1. Open the Crontab Configuration:

Open your user's crontab configuration for editing. You can do this by running the following command:

$ crontab -e

This will open the crontab configuration file in your default text editor.

2. Add the Scheduled Task:

In the crontab file, add a line to specify when and how often you want the script to run. The format of a cron job line is as follows:

* * * * * /path/to/script.sh

Here's what each field means:

  • The first field (minutes) can be a number from 0 to 59.
  • The second field (hours) can be a number from 0 to 23.
  • The third field (days of the month) can be a number from 1 to 31.
  • The fourth field (months) can be a number from 1 to 12 or a three-letter abbreviation (e.g., Jan, Feb, etc.).
  • The fifth field (days of the week) can be a number from 0 to 7, where both 0 and 7 represent Sunday, or a three-letter abbreviation (e.g., Sun, Mon, etc.).

For instance, to run your script every day at 2:00 AM, you can add the following line to the crontab file:

0 2 * * * /path/to/your/script.sh

Make sure to replace /path/to/your/script.sh with the actual path to your script.

3. Save and Exit:

Save the crontab file and exit your text editor.

4. Verify the Scheduled Task:

To verify that your cron job has been added, you can list your user's cron jobs with the following command:

crontab -l

This will display the list of scheduled tasks for your user.

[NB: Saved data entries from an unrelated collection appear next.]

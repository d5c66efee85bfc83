use std::sync::Arc;

use crate::dialect::Dialect;

/// An `insert` statement builder aware of database-generated identifiers.
///
/// Identity columns are either given the dialect's identity insert value or
/// left out of the column list, and when configured with
/// [`Self::select_identity`] the dialect's insert-select rewrite is applied
/// so executing the statement yields the generated key.
#[derive(Clone, Debug)]
pub struct IdentifierGeneratingInsert {
    dialect: Arc<dyn Dialect>,
    table_name: String,
    columns: Vec<(String, String)>,
    identity_column: Option<String>,
    select_identity: bool,
}

impl IdentifierGeneratingInsert {
    pub fn new(dialect: Arc<dyn Dialect>) -> Self {
        Self {
            dialect,
            table_name: String::new(),
            columns: Vec::new(),
            identity_column: None,
            select_identity: false,
        }
    }

    /// An insert rewritten to return the generated identity.
    pub fn select_identity(dialect: Arc<dyn Dialect>) -> Self {
        Self {
            select_identity: true,
            ..Self::new(dialect)
        }
    }

    pub fn set_table_name(&mut self, table_name: impl Into<String>) -> &mut Self {
        self.table_name = table_name.into();
        self
    }

    /// Adds a column bound to a positional parameter.
    pub fn add_column(&mut self, column: impl Into<String>) -> &mut Self {
        self.add_column_with_value(column, "?")
    }

    pub fn add_columns<I, S>(&mut self, columns: I) -> &mut Self
    where
        I: IntoIterator<Item = S>,
        S: Into<String>,
    {
        for column in columns {
            self.add_column(column);
        }
        self
    }

    /// Adds a column with a literal SQL value.
    pub fn add_column_with_value(
        &mut self,
        column: impl Into<String>,
        value: impl Into<String>,
    ) -> &mut Self {
        self.columns.push((column.into(), value.into()));
        self
    }

    /// Declares the identity column.
    pub fn add_identity_column(&mut self, column: impl Into<String>) -> &mut Self {
        let column = column.into();
        if let Some(value) = self.dialect.identity_insert_string() {
            self.columns.push((column.clone(), value.to_owned()));
        }
        self.identity_column = Some(column);
        self
    }

    pub fn is_select_identity(&self) -> bool {
        self.select_identity
    }

    pub fn to_statement_string(&self) -> String {
        let mut sql = format!("insert into {}", self.table_name);
        if self.columns.is_empty() {
            sql.push(' ');
            sql.push_str(self.dialect.no_columns_insert_string());
        } else {
            let (names, values): (Vec<&str>, Vec<&str>) = self
                .columns
                .iter()
                .map(|(name, value)| (name.as_str(), value.as_str()))
                .unzip();
            sql.push_str(&format!(
                " ({}) values ({})",
                names.join(", "),
                values.join(", ")
            ));
        }
        match (&self.identity_column, self.select_identity) {
            (Some(column), true) => self.dialect.append_identity_select_to_insert(&sql, column),
            _ => sql,
        }
    }
}
use crate::{
    dialect::{Dialect, SqlType},
    error::Result,
};

/// SQL Server: identity columns, trailing `scope_identity()` selects and
/// table lock hints instead of `for update`.
#[derive(Clone, Copy, Debug, Default)]
pub struct SqlServerDialect;

impl Dialect for SqlServerDialect {
    fn name(&self) -> &'static str {
        "sqlserver"
    }

    fn supports_identity_columns(&self) -> bool {
        true
    }

    fn identity_column_string(&self) -> Result<&'static str> {
        Ok("identity not null")
    }

    fn identity_select_string(&self, _table: &str, _column: &str) -> Result<String> {
        Ok("select scope_identity()".to_owned())
    }

    fn supports_insert_select_identity(&self) -> bool {
        true
    }

    fn append_identity_select_to_insert(&self, insert: &str, _column: &str) -> String {
        format!("{insert} select scope_identity()")
    }

    fn for_update_string(&self) -> &'static str {
        ""
    }

    fn append_lock_hint(&self, table: &str) -> String {
        format!("{table} with (updlock, rowlock)")
    }

    fn select_guid_string(&self) -> Result<String> {
        Ok("select newid()".to_owned())
    }

    fn drop_table_string(&self, table: &str) -> String {
        format!("drop table {table}")
    }

    fn type_name(&self, ty: SqlType) -> String {
        match ty {
            SqlType::SmallInt => "smallint".to_owned(),
            SqlType::Integer => "int".to_owned(),
            SqlType::BigInt => "bigint".to_owned(),
            SqlType::Numeric => "numeric(38, 0)".to_owned(),
            SqlType::Varchar(length) => format!("varchar({length})"),
        }
    }
}
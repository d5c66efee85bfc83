use std::collections::BTreeMap;

use crate::error::{Error, Result};

/// String-keyed generator parameters, consumed verbatim from the mapping.
#[derive(Clone, Debug, Default, PartialEq, Eq)]
#[cfg_attr(feature = "serde", derive(serde::Serialize, serde::Deserialize))]
#[cfg_attr(feature = "serde", serde(transparent))]
pub struct Properties {
    entries: BTreeMap<String, String>,
}

impl Properties {
    pub fn new() -> Self {
        Self::default()
    }

    /// Builder-style insert.
    #[must_use]
    pub fn with(mut self, key: impl Into<String>, value: impl Into<String>) -> Self {
        self.set(key, value);
        self
    }

    pub fn set(&mut self, key: impl Into<String>, value: impl Into<String>) {
        self.entries.insert(key.into(), value.into());
    }

    /// The raw value, treating blank strings as absent.
    pub fn get(&self, key: &str) -> Option<&str> {
        self.entries
            .get(key)
            .map(String::as_str)
            .filter(|v| !v.trim().is_empty())
    }

    pub fn get_or<'a>(&'a self, key: &str, default: &'a str) -> &'a str {
        self.get(key).unwrap_or(default)
    }

    /// Parses an integer parameter.
    ///
    /// # Errors
    ///
    /// Returns [`Error::Mapping`] when the value is not an integer.
    pub fn get_int(&self, key: &str, default: i64) -> Result<i64> {
        self.get(key).map_or(Ok(default), |raw| {
            raw.trim().parse().map_err(|_| {
                Error::mapping(format!("parameter [{key}] must be an integer, was [{raw}]"))
            })
        })
    }

    /// Parses a boolean parameter (`true`/`false`, case-insensitive).
    ///
    /// # Errors
    ///
    /// Returns [`Error::Mapping`] when the value is not a boolean.
    pub fn get_bool(&self, key: &str, default: bool) -> Result<bool> {
        self.get(key).map_or(Ok(default), |raw| {
            match raw.trim().to_ascii_lowercase().as_str() {
                "true" => Ok(true),
                "false" => Ok(false),
                _ => Err(Error::mapping(format!(
                    "parameter [{key}] must be true or false, was [{raw}]"
                ))),
            }
        })
    }

    /// Overlays `other` on top of these parameters.
    #[must_use]
    pub fn merged(&self, other: &Self) -> Self {
        let mut entries = self.entries.clone();
        entries.extend(
            other
                .entries
                .iter()
                .map(|(k, v)| (k.clone(), v.clone())),
        );
        Self { entries }
    }

    pub fn iter(&self) -> impl Iterator<Item = (&str, &str)> {
        self.entries.iter().map(|(k, v)| (k.as_str(), v.as_str()))
    }
}

impl<K: Into<String>, V: Into<String>> FromIterator<(K, V)> for Properties {
    fn from_iter<I: IntoIterator<Item = (K, V)>>(iter: I) -> Self {
        Self {
            entries: iter
                .into_iter()
                .map(|(k, v)| (k.into(), v.into()))
                .collect(),
        }
    }
}
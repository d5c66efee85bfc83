pub mod params;
mod properties;
#[cfg(test)]
mod tests;

pub use properties::*;
//! Command handling for `ferrokey-cli`.
//!
//! ## Structure
//!
//! - [`config`] - command line parsing and validation (`AppConfig`).
//! - [`mapping`] - the JSON entity mapping file.
//! - [`commands`] - `schema` and `generate`.
//! - [`telemetry`] - log subscriber setup.

pub mod commands;
pub mod config;
pub mod mapping;
pub mod telemetry;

Your script will now run automatically at the specified time every day. You can customize the schedule by adjusting the values in the cron job line according to your needs.

Conclusion

Backups are essential for any organization looking to safeguard its data and ensure the continuity of its business. Fortunately, rsync has got you covered, offering a reliable means to protect your crucial data.

If you haven't backed up your system yet, it is highly recommended to do so now, before any unexpected events occur.